* _Dataset records_:
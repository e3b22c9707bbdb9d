//! Complete attitude pipeline
//!
//! [`Imu`] owns both sensor drivers, the orientation filter and the output
//! block. A typical firmware calls [`Imu::new`] once, restores or runs the
//! offset calibration, then calls [`Imu::update`] from its main loop.

use embedded_hal::delay::DelayNs;
use nalgebra::Vector3;

use crate::ahrs::{EulerAngles, Mahony, MahonyParams, UpdateOutcome};
use crate::calibration::{CalibrationOffsets, Calibrator};
use crate::compass::{CompassConfig, Hmc5883l};
use crate::device::{MotionData, Mpu6050, Mpu6050Config, SelfTestReport};
use crate::interface::I2cRegisters;
use crate::output::RegisterBlock;
use crate::sensors::{GyroDataRps, MagData};
use crate::storage::OffsetStore;
use crate::time::Clock;
use crate::twi::TransactionBus;
use crate::Error;

/// Longest gap between updates integrated as elapsed time, in milliseconds
pub const MAX_UPDATE_GAP_MS: u32 = 100;

/// One reading of all nine sensor axes
#[derive(Debug, Clone, Copy, PartialEq, Eq, Default)]
#[cfg_attr(feature = "defmt", derive(defmt::Format))]
pub struct RawSample {
    /// Accelerometer and gyroscope
    pub motion: MotionData,
    /// Magnetometer
    pub mag: MagData,
}

impl RawSample {
    /// Accel X/Y/Z, gyro X/Y/Z, mag X/Y/Z
    #[must_use]
    pub const fn axes(&self) -> [i16; 9] {
        let [ax, ay, az, gx, gy, gz] = self.motion.axes();
        let [mx, my, mz] = self.mag.as_array();
        [ax, ay, az, gx, gy, gz, mx, my, mz]
    }
}

/// Pipeline configuration
#[derive(Debug, Clone, Copy, PartialEq, Default)]
#[cfg_attr(feature = "defmt", derive(defmt::Format))]
pub struct ImuConfig {
    /// Accelerometer and gyroscope setup
    pub mpu: Mpu6050Config,
    /// Magnetometer setup
    pub compass: CompassConfig,
    /// Filter gains
    pub filter: MahonyParams,
}

/// MPU-6050 + HMC5883L attitude pipeline
pub struct Imu<'a, B, C> {
    registers: &'a I2cRegisters<B, C>,
    mpu: Mpu6050<'a, B, C>,
    compass: Hmc5883l<'a, B, C>,
    filter: Mahony,
    block: RegisterBlock,
    last_sample: RawSample,
    last_update: Option<u32>,
}

impl<'a, B, C> Imu<'a, B, C>
where
    B: TransactionBus,
    C: Clock,
{
    /// Detect and configure both sensors
    ///
    /// The MPU-6050 is configured first since the magnetometer only becomes
    /// reachable once its bypass switch is closed.
    ///
    /// # Errors
    ///
    /// Returns [`Error::InvalidDevice`] if either sensor does not identify
    /// correctly, or a communication error.
    pub fn new(registers: &'a I2cRegisters<B, C>, config: ImuConfig) -> Result<Self, Error> {
        let mut mpu = Mpu6050::new(registers)?;
        mpu.init(config.mpu)?;

        let mut compass = Hmc5883l::new(registers)?;
        compass.init(config.compass)?;

        Ok(Self {
            registers,
            mpu,
            compass,
            filter: Mahony::new(
                core::time::Duration::from_secs_f32(
                    1.0 / crate::ahrs::DEFAULT_SAMPLE_FREQUENCY_HZ,
                ),
                config.filter,
            ),
            block: RegisterBlock::new(),
            last_sample: RawSample::default(),
            last_update: None,
        })
    }

    /// Apply offsets saved by an earlier calibration
    ///
    /// Returns the applied offsets, or `None` if the store is empty.
    ///
    /// # Errors
    ///
    /// Propagates storage and communication errors.
    pub fn restore_offsets<S: OffsetStore>(
        &mut self,
        store: &mut S,
    ) -> Result<Option<CalibrationOffsets>, Error> {
        let offsets = store.load_offsets()?;
        if let Some(offsets) = &offsets {
            self.mpu.set_offsets(offsets)?;
            #[cfg(feature = "defmt")]
            defmt::info!("Restored calibration offsets: {}", offsets);
        }
        Ok(offsets)
    }

    /// Calibrate, persist the result and apply what was persisted
    ///
    /// The device must be stationary and level. The filter is reset
    /// afterwards.
    ///
    /// # Errors
    ///
    /// Returns [`Error::CalibrationNotConverged`] if the search fails,
    /// [`Error::Storage`] if the saved offsets cannot be read back, or a
    /// communication error.
    pub fn calibrate<D, S>(
        &mut self,
        calibrator: &mut Calibrator<D>,
        store: &mut S,
    ) -> Result<CalibrationOffsets, Error>
    where
        D: DelayNs,
        S: OffsetStore,
    {
        let offsets = calibrator.run(&mut self.mpu)?;
        store.save_offsets(&offsets)?;

        let stored = store.load_offsets()?.ok_or(Error::Storage)?;
        self.mpu.set_offsets(&stored)?;

        self.filter.reset();
        self.last_update = None;
        Ok(stored)
    }

    /// Run the MPU-6050 factory self-test
    ///
    /// # Errors
    ///
    /// Returns [`Error::SelfTestFailed`] if any axis is out of tolerance, or
    /// a communication error.
    pub fn self_test<D: DelayNs>(&mut self, delay: &mut D) -> Result<SelfTestReport, Error> {
        self.mpu.verify_self_test(delay)
    }

    /// Read all nine axes
    ///
    /// # Errors
    ///
    /// Returns an error if communication with either sensor fails.
    pub fn read_raw(&mut self) -> Result<RawSample, Error> {
        let motion = self.mpu.read_motion()?;
        let mag = self.compass.read_heading()?;
        Ok(RawSample { motion, mag })
    }

    /// Sample both sensors, advance the filter and refresh the output block
    ///
    /// The integration step is the time elapsed since the previous update.
    /// The first update, updates less than a millisecond apart and updates
    /// more than [`MAX_UPDATE_GAP_MS`] apart use the filter's nominal period
    /// instead.
    ///
    /// # Errors
    ///
    /// Returns an error if communication with either sensor fails. The
    /// filter and output block are left untouched in that case.
    pub fn update(&mut self) -> Result<UpdateOutcome, Error> {
        let sample = self.read_raw()?;
        let now = self.registers.clock().millis();

        let dt = match self.last_update.map(|previous| now.wrapping_sub(previous)) {
            Some(gap @ 1..=MAX_UPDATE_GAP_MS) => {
                #[allow(clippy::cast_precision_loss)]
                let elapsed = gap as f32 / 1000.0;
                elapsed
            }
            _ => self.filter.sample_period(),
        };
        self.last_update = Some(now);

        let rate = GyroDataRps::from_raw(sample.motion.gyro, self.mpu.gyro_scale());
        let gyro = Vector3::new(rate.x, rate.y, rate.z);
        let accel = Self::to_vector(sample.motion.accel.as_array());
        let mag = Self::to_vector(sample.mag.as_array());

        let outcome = self.filter.update_with_dt(gyro, accel, mag, dt);

        self.last_sample = sample;
        self.block.write_raw_sample(&sample);
        self.block
            .write_orientation(&self.filter.euler_angles_degrees());

        Ok(outcome)
    }

    fn to_vector(axes: [i16; 3]) -> Vector3<f32> {
        Vector3::new(f32::from(axes[0]), f32::from(axes[1]), f32::from(axes[2]))
    }

    /// Current orientation in radians
    #[must_use]
    pub fn orientation(&self) -> EulerAngles {
        self.filter.euler_angles()
    }

    /// Current orientation in degrees
    #[must_use]
    pub fn orientation_degrees(&self) -> EulerAngles {
        self.filter.euler_angles_degrees()
    }

    /// Sample used by the last successful [`update`](Self::update)
    #[must_use]
    pub const fn last_sample(&self) -> &RawSample {
        &self.last_sample
    }

    /// Output block as of the last successful [`update`](Self::update)
    #[must_use]
    pub const fn register_block(&self) -> &RegisterBlock {
        &self.block
    }

    /// Orientation filter
    #[must_use]
    pub const fn filter(&self) -> &Mahony {
        &self.filter
    }

    /// Orientation filter, e.g. to seed an initial orientation
    pub fn filter_mut(&mut self) -> &mut Mahony {
        &mut self.filter
    }

    /// Accelerometer and gyroscope driver
    pub fn mpu(&mut self) -> &mut Mpu6050<'a, B, C> {
        &mut self.mpu
    }

    /// Magnetometer driver
    pub fn compass(&mut self) -> &mut Hmc5883l<'a, B, C> {
        &mut self.compass
    }
}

* _How to complete this task_:
Copy all lines from the material above that hold the word "apart".

* _Answer_:
    /// The first update, updates less than a millisecond apart and updates
    /// more than [`MAX_UPDATE_GAP_MS`] apart use the filter's nominal period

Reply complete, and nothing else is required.